To die by thee were but to die in jest; 415
From thee to die were torture more than death.
O, let me stay, befall what may befall!

During this heartfelt goodbye, a messenger enters with news that Cardinal Beaufort is close to death and is crying out for the king. Margaret sends the messenger off to the king, and she and Suffolk exchange a few more romantic comments. They say again that they can't bear to live without each other.

QUEEN MARGARET
Away!

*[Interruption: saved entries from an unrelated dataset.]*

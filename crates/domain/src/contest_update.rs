use crate::shared::entity::{Entity, ID};
use serde::{Deserialize, Serialize};

/// Append-only log entry for one `Contest`. Records are never mutated or
/// reordered; records for one contest are totally ordered by `created_at`.
#[derive(Debug, Clone)]
pub struct ContestUpdate {
    pub id: ID,
    pub contest_id: ID,
    pub payload: UpdatePayload,
    pub created_at: i64,
}

#[derive(Debug, Clone, PartialEq, Serialize, Deserialize)]
#[serde(tag = "kind", rename_all = "lowercase")]
pub enum UpdatePayload {
    Started,
    Update { state: serde_json::Value },
    Finished,
    /// Free-form annotation injected by an external administrative surface,
    /// e.g. manual commentary.
    Note { text: String },
}

impl ContestUpdate {
    pub fn new(contest_id: ID, payload: UpdatePayload, created_at: i64) -> Self {
        Self {
            id: Default::default(),
            contest_id,
            payload,
            created_at,
        }
    }
}

impl Entity for ContestUpdate {
    fn id(&self) -> &ID {
        &self.id
    }
}

#[cfg(test)]
mod tests {
    use super::*;

    #[test]
    fn payload_serializes_with_kind_tag() {
        let payload = UpdatePayload::Update {
            state: serde_json::json!({ "home": 1, "away": 0 }),
        };
        let json = serde_json::to_value(&payload).unwrap();
        assert_eq!(json["kind"], "update");
        assert_eq!(json["state"]["home"], 1);

        let started = serde_json::to_value(&UpdatePayload::Started).unwrap();
        assert_eq!(started["kind"], "started");
    }
}
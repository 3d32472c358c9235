use courtside_domain::{Entity, ID};
use std::sync::Mutex;

/// Useful functions for creating inmemory repositories

pub fn insert<T: Clone>(val: &T, collection: &Mutex<Vec<T>>) {
    let mut collection = collection.lock().unwrap();
    collection.push(val.clone());
}

pub fn save<T: Clone + Entity>(val: &T, collection: &Mutex<Vec<T>>) {
    let mut collection = collection.lock().unwrap();
    if let Some(existing) = collection.iter_mut().find(|item| item.id() == val.id()) {
        *existing = val.clone();
    }
}

pub fn find<T: Clone + Entity>(val_id: &ID, collection: &Mutex<Vec<T>>) -> Option<T> {
    let collection = collection.lock().unwrap();
    collection.iter().find(|item| item.id() == val_id).cloned()
}

pub fn find_by<T: Clone, F: FnMut(&T) -> bool>(
    collection: &Mutex<Vec<T>>,
    mut compare: F,
) -> Vec<T> {
    let collection = collection.lock().unwrap();
    collection
        .iter()
        .filter(|item| compare(item))
        .cloned()
        .collect()
}

pub fn delete<T: Clone + Entity>(val_id: &ID, collection: &Mutex<Vec<T>>) -> Option<T> {
    let mut collection = collection.lock().unwrap();
    let index = collection.iter().position(|item| item.id() == val_id)?;
    Some(collection.remove(index))
}

pub fn delete_by<T: Clone, F: Fn(&T) -> bool>(collection: &Mutex<Vec<T>>, compare: F) -> usize {
    let mut collection = collection.lock().unwrap();
    let before = collection.len();
    collection.retain(|item| !compare(item));
    before - collection.len()
}
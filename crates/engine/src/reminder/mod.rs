mod send_due_reminders;

pub use send_due_reminders::{ReminderPassSummary, SendDueRemindersUseCase};
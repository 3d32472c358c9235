mod listener;
mod tick_contests;

pub use listener::{publish_to_listeners, ContestListener, ContestNotification, FanoutListener};
pub use tick_contests::{TickContestsUseCase, TickSummary};
use serde::{Deserialize, Serialize};
use std::{fmt::Display, str::FromStr};
use thiserror::Error;
use uuid::Uuid;

pub trait Entity {
    fn id(&self) -> &ID;
}

#[derive(Debug, Clone, PartialEq, Eq, Hash, Serialize, Deserialize)]
pub struct ID(Uuid);

impl ID {
    pub fn new() -> Self {
        Self(Uuid::new_v4())
    }

    pub fn as_string(&self) -> String {
        self.0.to_string()
    }
}

impl Default for ID {
    fn default() -> Self {
        Self::new()
    }
}

impl Display for ID {
    fn fmt(&self, f: &mut std::fmt::Formatter<'_>) -> std::fmt::Result {
        write!(f, "{}", self.0)
    }
}

#[derive(Error, Debug)]
pub enum InvalidIDError {
    #[error("ID: {0} is malformed")]
    Malformed(String),
}

impl FromStr for ID {
    type Err = InvalidIDError;

    fn from_str(s: &str) -> Result<Self, Self::Err> {
        Uuid::from_str(s)
            .map(Self)
            .map_err(|_| InvalidIDError::Malformed(s.to_string()))
    }
}
use courtside_domain::ID;
use courtside_infra::IIdentityResolver;
use serde::Serialize;
use std::collections::HashMap;
use std::sync::{Arc, RwLock};
use tracing::{debug, warn};

/// One realtime event as seen by a connection.
#[derive(Debug, Clone, PartialEq, Serialize)]
pub struct FanoutEvent {
    pub event: String,
    pub payload: serde_json::Value,
}

/// Opaque handle to one open realtime connection. The wire transport lives
/// outside this crate; a sink only needs to accept events without blocking.
pub trait ConnectionSink: Send + Sync {
    fn deliver(&self, event: &FanoutEvent) -> anyhow::Result<()>;
}

/// Sink backed by an unbounded channel, the usual bridge to a socket writer
/// task.
pub struct ChannelSink {
    tx: tokio::sync::mpsc::UnboundedSender<FanoutEvent>,
}

impl ChannelSink {
    pub fn new(tx: tokio::sync::mpsc::UnboundedSender<FanoutEvent>) -> Self {
        Self { tx }
    }
}

impl ConnectionSink for ChannelSink {
    fn deliver(&self, event: &FanoutEvent) -> anyhow::Result<()> {
        self.tx
            .send(event.clone())
            .map_err(|_| anyhow::anyhow!("connection channel closed"))
    }
}

/// Live mapping from subscriber identity to that subscriber's open
/// connections. Process-local only; nothing survives a restart.
///
/// This is the single shared mutable structure of the engine. All access
/// goes through the lock below and the lock is never held across an await
/// or a sink delivery.
#[derive(Clone, Default)]
pub struct FanoutRegistry {
    connections: Arc<RwLock<HashMap<ID, HashMap<ID, Arc<dyn ConnectionSink>>>>>,
}

impl FanoutRegistry {
    pub fn new() -> Self {
        Self {
            connections: Arc::new(RwLock::new(HashMap::new())),
        }
    }

    /// Adds a connection to the subscriber's set, creating the set on
    /// demand. Registering the same connection id twice replaces the sink.
    pub fn register(&self, subscriber_id: ID, connection_id: ID, sink: Arc<dyn ConnectionSink>) {
        let mut connections = self.connections.write().unwrap();
        connections
            .entry(subscriber_id)
            .or_insert_with(HashMap::new)
            .insert(connection_id, sink);
    }

    /// Removes a connection; the subscriber entry is dropped entirely when
    /// its last connection goes away, so memory stays bounded by active
    /// subscribers.
    pub fn unregister(&self, subscriber_id: &ID, connection_id: &ID) {
        let mut connections = self.connections.write().unwrap();
        if let Some(subscriber_connections) = connections.get_mut(subscriber_id) {
            subscriber_connections.remove(connection_id);
            if subscriber_connections.is_empty() {
                connections.remove(subscriber_id);
            }
        }
    }

    /// Delivers the event to every connection currently registered for the
    /// subscriber, independently per connection. Emitting to an unknown
    /// subscriber is a no-op. Returns the number of delivery attempts.
    pub fn emit(&self, subscriber_id: &ID, event: &str, payload: serde_json::Value) -> usize {
        let sinks: Vec<Arc<dyn ConnectionSink>> = {
            let connections = self.connections.read().unwrap();
            match connections.get(subscriber_id) {
                Some(subscriber_connections) => {
                    subscriber_connections.values().cloned().collect()
                }
                None => return 0,
            }
        };

        let fanout_event = FanoutEvent {
            event: event.to_string(),
            payload,
        };
        let mut attempts = 0;
        for sink in sinks {
            attempts += 1;
            if let Err(e) = sink.deliver(&fanout_event) {
                warn!(
                    "Dropping realtime event {} for subscriber {}: {:?}",
                    fanout_event.event, subscriber_id, e
                );
            }
        }
        attempts
    }

    pub fn is_registered(&self, subscriber_id: &ID) -> bool {
        self.connections
            .read()
            .unwrap()
            .contains_key(subscriber_id)
    }

    pub fn connection_count(&self, subscriber_id: &ID) -> usize {
        self.connections
            .read()
            .unwrap()
            .get(subscriber_id)
            .map(|c| c.len())
            .unwrap_or(0)
    }
}

/// Resolves the inbound credential token and registers the connection under
/// the resolved subscriber. A missing or invalid token leaves the
/// connection anonymous and unregistered; only registered connections are
/// reachable through `emit`.
pub fn register_authenticated(
    registry: &FanoutRegistry,
    resolver: &dyn IIdentityResolver,
    token: Option<&str>,
    connection_id: ID,
    sink: Arc<dyn ConnectionSink>,
) -> Option<ID> {
    let subscriber_id = token.and_then(|t| resolver.resolve_identity(t))?;
    registry.register(subscriber_id.clone(), connection_id, sink);
    debug!("Registered realtime connection for {}", subscriber_id);
    Some(subscriber_id)
}

#[cfg(test)]
mod tests {
    use super::*;
    use std::sync::Mutex;

    #[derive(Default)]
    struct RecordingSink {
        received: Mutex<Vec<FanoutEvent>>,
        fail: bool,
    }

    impl RecordingSink {
        fn failing() -> Self {
            Self {
                received: Mutex::new(vec![]),
                fail: true,
            }
        }

        fn events(&self) -> Vec<FanoutEvent> {
            self.received.lock().unwrap().clone()
        }
    }

    impl ConnectionSink for RecordingSink {
        fn deliver(&self, event: &FanoutEvent) -> anyhow::Result<()> {
            if self.fail {
                anyhow::bail!("sink closed");
            }
            self.received.lock().unwrap().push(event.clone());
            Ok(())
        }
    }

    struct StaticResolver(Option<ID>);
    impl IIdentityResolver for StaticResolver {
        fn resolve_identity(&self, _token: &str) -> Option<ID> {
            self.0.clone()
        }
    }

    #[test]
    fn emit_reaches_every_connection_of_the_subscriber() {
        let registry = FanoutRegistry::new();
        let subscriber = ID::new();
        let sink_a = Arc::new(RecordingSink::default());
        let sink_b = Arc::new(RecordingSink::default());
        registry.register(subscriber.clone(), ID::new(), sink_a.clone());
        registry.register(subscriber.clone(), ID::new(), sink_b.clone());

        let attempts = registry.emit(&subscriber, "x", serde_json::json!({ "n": 1 }));

        assert_eq!(attempts, 2);
        assert_eq!(sink_a.events().len(), 1);
        assert_eq!(sink_b.events().len(), 1);
        assert_eq!(sink_a.events()[0].event, "x");
    }

    #[test]
    fn emit_to_unknown_subscriber_is_a_noop() {
        let registry = FanoutRegistry::new();
        assert_eq!(registry.emit(&ID::new(), "x", serde_json::json!({})), 0);
    }

    #[test]
    fn reregistering_a_connection_id_does_not_duplicate_delivery() {
        let registry = FanoutRegistry::new();
        let subscriber = ID::new();
        let connection = ID::new();
        let sink = Arc::new(RecordingSink::default());
        registry.register(subscriber.clone(), connection.clone(), sink.clone());
        registry.register(subscriber.clone(), connection, sink.clone());

        assert_eq!(registry.emit(&subscriber, "x", serde_json::json!({})), 1);
        assert_eq!(sink.events().len(), 1);
    }

    #[test]
    fn unregister_drops_empty_subscriber_entries() {
        let registry = FanoutRegistry::new();
        let subscriber = ID::new();
        let connection = ID::new();
        registry.register(
            subscriber.clone(),
            connection.clone(),
            Arc::new(RecordingSink::default()),
        );
        assert!(registry.is_registered(&subscriber));

        registry.unregister(&subscriber, &connection);
        assert!(!registry.is_registered(&subscriber));
        assert_eq!(registry.emit(&subscriber, "x", serde_json::json!({})), 0);
    }

    #[test]
    fn one_failing_sink_does_not_block_the_others() {
        let registry = FanoutRegistry::new();
        let subscriber = ID::new();
        let healthy = Arc::new(RecordingSink::default());
        registry.register(subscriber.clone(), ID::new(), Arc::new(RecordingSink::failing()));
        registry.register(subscriber.clone(), ID::new(), healthy.clone());

        let attempts = registry.emit(&subscriber, "x", serde_json::json!({}));

        assert_eq!(attempts, 2);
        assert_eq!(healthy.events().len(), 1);
    }

    #[test]
    fn channel_sink_forwards_events() {
        let (tx, mut rx) = tokio::sync::mpsc::unbounded_channel();
        let registry = FanoutRegistry::new();
        let subscriber = ID::new();
        registry.register(subscriber.clone(), ID::new(), Arc::new(ChannelSink::new(tx)));

        registry.emit(&subscriber, "score", serde_json::json!({ "home": 1 }));

        let event = rx.try_recv().unwrap();
        assert_eq!(event.event, "score");
        assert_eq!(event.payload["home"], 1);
    }

    #[test]
    fn invalid_token_is_never_registered() {
        let registry = FanoutRegistry::new();
        let registered = register_authenticated(
            &registry,
            &StaticResolver(None),
            Some("bad-token"),
            ID::new(),
            Arc::new(RecordingSink::default()),
        );
        assert!(registered.is_none());

        let registered = register_authenticated(
            &registry,
            &StaticResolver(Some(ID::new())),
            None,
            ID::new(),
            Arc::new(RecordingSink::default()),
        );
        assert!(registered.is_none());
    }

    #[test]
    fn valid_token_registers_the_connection() {
        let registry = FanoutRegistry::new();
        let subscriber = ID::new();
        let sink = Arc::new(RecordingSink::default());
        let registered = register_authenticated(
            &registry,
            &StaticResolver(Some(subscriber.clone())),
            Some("good-token"),
            ID::new(),
            sink.clone(),
        );
        assert_eq!(registered, Some(subscriber.clone()));
        assert_eq!(registry.emit(&subscriber, "x", serde_json::json!({})), 1);
        assert_eq!(sink.events().len(), 1);
    }
}
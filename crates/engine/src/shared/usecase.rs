use courtside_infra::CourtsideContext;
use std::fmt::Debug;
use tracing::error;

#[async_trait::async_trait]
pub trait UseCase: Debug + Send {
    type Response;
    type Error;

    const NAME: &'static str;

    async fn execute(&mut self, ctx: &CourtsideContext) -> Result<Self::Response, Self::Error>;
}

#[tracing::instrument(name = "Executing usecase", skip(usecase, ctx), fields(usecase = U::NAME))]
pub async fn execute<U>(mut usecase: U, ctx: &CourtsideContext) -> Result<U::Response, U::Error>
where
    U: UseCase,
    U::Error: Debug,
{
    let res = usecase.execute(ctx).await;

    if let Err(e) = &res {
        error!("Use case error: {:?}", e);
    }

    res
}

Though parting be a fretful corrosive,
It is applièd to a deathful wound.
To France, sweet Suffolk. Let me hear from thee, 420
For wheresoe’er thou art in this world’s globe,
I’ll have an Iris that shall find thee out.

SUFFOLK I go.

QUEEN MARGARET And take my heart with thee.

SUFFOLK
A jewel locked into the woefull’st cask 425
That ever did contain a thing of worth!
Even as a splitted bark, so sunder we.
This way fall I to death.

QUEEN MARGARET This way for me.

They exit through different doors.

Finally, Margaret and Suffolk part, and she tells him to send her news of what he's doing once he's out of England.

Margaret kisses Suffolk. They promise to keep each other in their hearts before walking in opposite directions.